DATA FOR THE TASK:
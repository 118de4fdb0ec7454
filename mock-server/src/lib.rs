//! Recording stand-in for the Araria API.
//!
//! Every request outside `/__mock` is recorded and answered with a stubbed
//! response when one matches its method and path, otherwise with `200` and an
//! echo of what was received. Recorded requests and stubs are reachable over
//! HTTP under `/__mock` and directly through `MockState`.

use std::{collections::HashMap, sync::Arc};

use axum::{
    body::{to_bytes, Body},
    extract::{FromRequest, Multipart, State},
    http::{header, HeaderMap, Request, StatusCode},
    response::{IntoResponse, Response},
    routing::{get, post},
    Json, Router,
};
use serde::{Deserialize, Serialize};
use serde_json::{json, Value};
use tokio::{net::TcpListener, sync::RwLock};
use tracing::{debug, info};

const MAX_BODY_BYTES: usize = 16 * 1024 * 1024;

#[derive(Clone, Debug, PartialEq, Serialize, Deserialize)]
pub struct RecordedRequest {
    pub method: String,
    pub path: String,
    /// Header names are lower-case.
    pub headers: HashMap<String, String>,
    pub body: RecordedBody,
}

impl RecordedRequest {
    pub fn header(&self, name: &str) -> Option<&str> {
        self.headers.get(&name.to_ascii_lowercase()).map(String::as_str)
    }
}

#[derive(Clone, Debug, PartialEq, Serialize, Deserialize)]
#[serde(tag = "kind", rename_all = "snake_case")]
pub enum RecordedBody {
    Empty,
    Json { value: Value },
    Text { text: String },
    Multipart { parts: Vec<RecordedPart> },
}

#[derive(Clone, Debug, PartialEq, Serialize, Deserialize)]
pub struct RecordedPart {
    pub name: String,
    pub file_name: Option<String>,
    pub content_type: Option<String>,
    pub size: usize,
}

#[derive(Clone, Debug, PartialEq, Serialize, Deserialize)]
pub struct Stub {
    pub method: String,
    pub path: String,
    pub status: u16,
    #[serde(default)]
    pub body: Value,
}

#[derive(Default)]
struct Inner {
    requests: Vec<RecordedRequest>,
    stubs: HashMap<(String, String), Stub>,
}

/// Shared recorder. Clones observe the same requests and stubs.
#[derive(Clone, Default)]
pub struct MockState {
    inner: Arc<RwLock<Inner>>,
}

impl MockState {
    pub fn new() -> Self {
        Self::default()
    }

    /// Answer `method path` with `status` and `body` from now on.
    pub async fn stub(&self, stub: Stub) {
        let key = (stub.method.to_ascii_uppercase(), stub.path.clone());
        self.inner.write().await.stubs.insert(key, stub);
    }

    pub async fn requests(&self) -> Vec<RecordedRequest> {
        self.inner.read().await.requests.clone()
    }

    pub async fn clear(&self) {
        let mut inner = self.inner.write().await;
        inner.requests.clear();
        inner.stubs.clear();
    }
}

pub fn app(state: MockState) -> Router {
    Router::new()
        .route("/__mock/requests", get(list_requests).delete(clear))
        .route("/__mock/stubs", post(add_stub))
        .fallback(record)
        .with_state(state)
}

pub async fn run(listener: TcpListener, state: MockState) -> Result<(), std::io::Error> {
    if let Ok(addr) = listener.local_addr() {
        info!(%addr, "mock server listening");
    }
    axum::serve(listener, app(state)).await
}

async fn list_requests(State(state): State<MockState>) -> Json<Vec<RecordedRequest>> {
    Json(state.requests().await)
}

async fn clear(State(state): State<MockState>) -> StatusCode {
    state.clear().await;
    StatusCode::NO_CONTENT
}

async fn add_stub(State(state): State<MockState>, Json(stub): Json<Stub>) -> StatusCode {
    state.stub(stub).await;
    StatusCode::CREATED
}

async fn record(State(state): State<MockState>, request: Request<Body>) -> Response {
    let method = request.method().as_str().to_string();
    let path = request.uri().path().to_string();
    let headers = flatten_headers(request.headers());

    let body = match read_body(request).await {
        Ok(body) => body,
        Err(message) => return (StatusCode::BAD_REQUEST, message).into_response(),
    };
    debug!(%method, %path, "recorded request");

    let recorded = RecordedRequest {
        method: method.clone(),
        path: path.clone(),
        headers,
        body,
    };
    let echo = json!({
        "method": recorded.method,
        "path": recorded.path,
        "body": recorded.body,
    });

    let mut inner = state.inner.write().await;
    inner.requests.push(recorded);
    match inner.stubs.get(&(method, path)) {
        Some(stub) => {
            let status = StatusCode::from_u16(stub.status).unwrap_or(StatusCode::INTERNAL_SERVER_ERROR);
            (status, Json(stub.body.clone())).into_response()
        }
        None => (StatusCode::OK, Json(echo)).into_response(),
    }
}

fn flatten_headers(headers: &HeaderMap) -> HashMap<String, String> {
    headers
        .iter()
        .filter_map(|(name, value)| {
            value
                .to_str()
                .ok()
                .map(|value| (name.as_str().to_string(), value.to_string()))
        })
        .collect()
}

async fn read_body(request: Request<Body>) -> Result<RecordedBody, String> {
    let is_multipart = request
        .headers()
        .get(header::CONTENT_TYPE)
        .and_then(|value| value.to_str().ok())
        .is_some_and(|value| value.starts_with("multipart/form-data"));

    if is_multipart {
        let mut multipart = Multipart::from_request(request, &())
            .await
            .map_err(|e| e.body_text())?;
        let mut parts = Vec::new();
        while let Some(field) = multipart.next_field().await.map_err(|e| e.body_text())? {
            let name = field.name().unwrap_or_default().to_string();
            let file_name = field.file_name().map(str::to_string);
            let content_type = field.content_type().map(str::to_string);
            let size = field.bytes().await.map_err(|e| e.body_text())?.len();
            parts.push(RecordedPart {
                name,
                file_name,
                content_type,
                size,
            });
        }
        return Ok(RecordedBody::Multipart { parts });
    }

    let bytes = to_bytes(request.into_body(), MAX_BODY_BYTES)
        .await
        .map_err(|e| e.to_string())?;
    if bytes.is_empty() {
        return Ok(RecordedBody::Empty);
    }
    Ok(match serde_json::from_slice(&bytes) {
        Ok(value) => RecordedBody::Json { value },
        Err(_) => RecordedBody::Text {
            text: String::from_utf8_lossy(&bytes).into_owned(),
        },
    })
}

WHAT IS EXPECTED: In the lines above, find each one with "post" and list it.

EXERCISE ANSWER:
    routing::{get, post},
        .route("/__mock/stubs", post(add_stub))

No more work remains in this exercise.